Five: An ally reduces the emotional labor that directly impacted folks have to do everyday. Before responding an ally should ask themselves, “Am I making this about my feelings?” By asking questions like “How come you never told me before?” or “I’m an ally, I’m not a racist – that’s offensive,” the ally has shifted the attention from the survivor’s feelings to their own. Moreover, an ally can work to reduce the emotional labor that survivors have to do by having conversations with their own people. This can include being supportive so a survivor doesn’t have to be in the constant practice of explaining themselves, the situation, or their feelings. This also includes shutting down victim blaming, rape culture, inappropriate jokes, when they happen in their presence.
As the fight for a more inclusive and safer world continues to gain more visibility, allies can play an important role in advancing the cause of those they are standing in solidarity with. However, with this role comes the need for allies to also bring with them a continuous commitment to humility, integrity, and accountability. Allies will inevitably make mistakes, and that is okay. The challenge is to learn from those mistakes so as to not recreate systems of oppression.
* I am grateful to the Move to End Violence Racial Equity and Liberation team for teaching me about this area of learning.
shailaja Dixit says
Thank you for this! I loved it.
Ana R. Munoz says
Thanks for sharing this information:
Other suggested points are to look at our words from our vocabulary when we try to communicate with a survivor, for example:
words to avoid what helps
why? = What is due?
but = y
never / always = usually-in most cases
victim = survivor
you should = give options
Ana R. Munoz says
Thank you
Logan Benjamin says
If one must meet all these criteria in order to be an ally, henceforth I will carefully avoid calling or thinking of myself as one and will instead try to think of myself, perhaps, as a sympathizer.

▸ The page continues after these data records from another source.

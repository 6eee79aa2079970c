//! Validation Error Types

use thiserror::Error;

/// Errors while turning a raw request payload into samples
#[derive(Debug, Clone, Error)]
pub enum ValidationError {
    /// Invalid data format
    #[error("Invalid data format: {0}")]
    InvalidFormat(String),

    /// Missing required field
    #[error("Sample {index}: missing required field '{field}'")]
    MissingField { index: usize, field: &'static str },

    /// Timestamp could not be parsed
    #[error("Sample {index}: unparseable timestamp '{value}'")]
    InvalidTimestamp { index: usize, value: String },

    /// Batch exceeds the configured sample limit
    #[error("Batch of {actual} samples exceeds limit of {limit}")]
    BatchTooLarge { actual: usize, limit: usize },
}

/// Errors raised by the feature scaler contract
#[derive(Debug, Clone, PartialEq, Error)]
pub enum ScalerError {
    /// Parameter vector length disagrees with the feature layout
    #[error("Scaler {field} has {actual} entries, expected {expected}")]
    FeatureCountMismatch {
        field: &'static str,
        expected: usize,
        actual: usize,
    },

    /// A parameter is NaN or infinite
    #[error("Scaler {field}[{index}] is not finite")]
    NonFiniteParameter { field: &'static str, index: usize },

    /// A row handed to transform has the wrong width
    #[error("Row {row} has {actual} features, expected {expected}")]
    RowWidthMismatch {
        row: usize,
        expected: usize,
        actual: usize,
    },

    /// Parameter artifact could not be read
    #[error("Failed to load scaler parameters: {0}")]
    Load(String),
}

Progressive people — activists — tend to forget, I think, that the personal experience of the vast majority of people is that life is very challenging even when you have certain unearned advantages; very rarely is it easy — for anyone. For example, one can be privileged and still feel very powerfully that the responsibility he has for his own life and choices are almost too much to bear — that life, in other words, is overwhelming.

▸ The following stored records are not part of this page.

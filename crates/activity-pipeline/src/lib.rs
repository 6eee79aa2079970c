//! Activity Recognition Pipeline
//!
//! Orchestrates one ingestion call: parse the raw batch, extract window
//! features, normalize them, extend the subject's sequence history, classify
//! every completed sequence and persist the resulting records.

mod config;
mod error;
mod pipeline;
mod subject;

pub use config::{PipelineConfig, TimestampMode};
pub use error::PipelineError;
pub use pipeline::{ActivityPipeline, IngestOutcome};
pub use subject::{SubjectRegistry, SubjectState};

This is probably one reason why people who meet your criteria — “true” allies — are very rare. To be one, you have to be responsible not only for managing your own feelings but also, in a way, for managing many others’. For the vast majority of people, the prospect of engaging on the level you require is just too daunting. It seems much more manageable to refrain from engaging on that level and, instead, to acknowledge to oneself that being an ally is simply beyond one’s internal resources.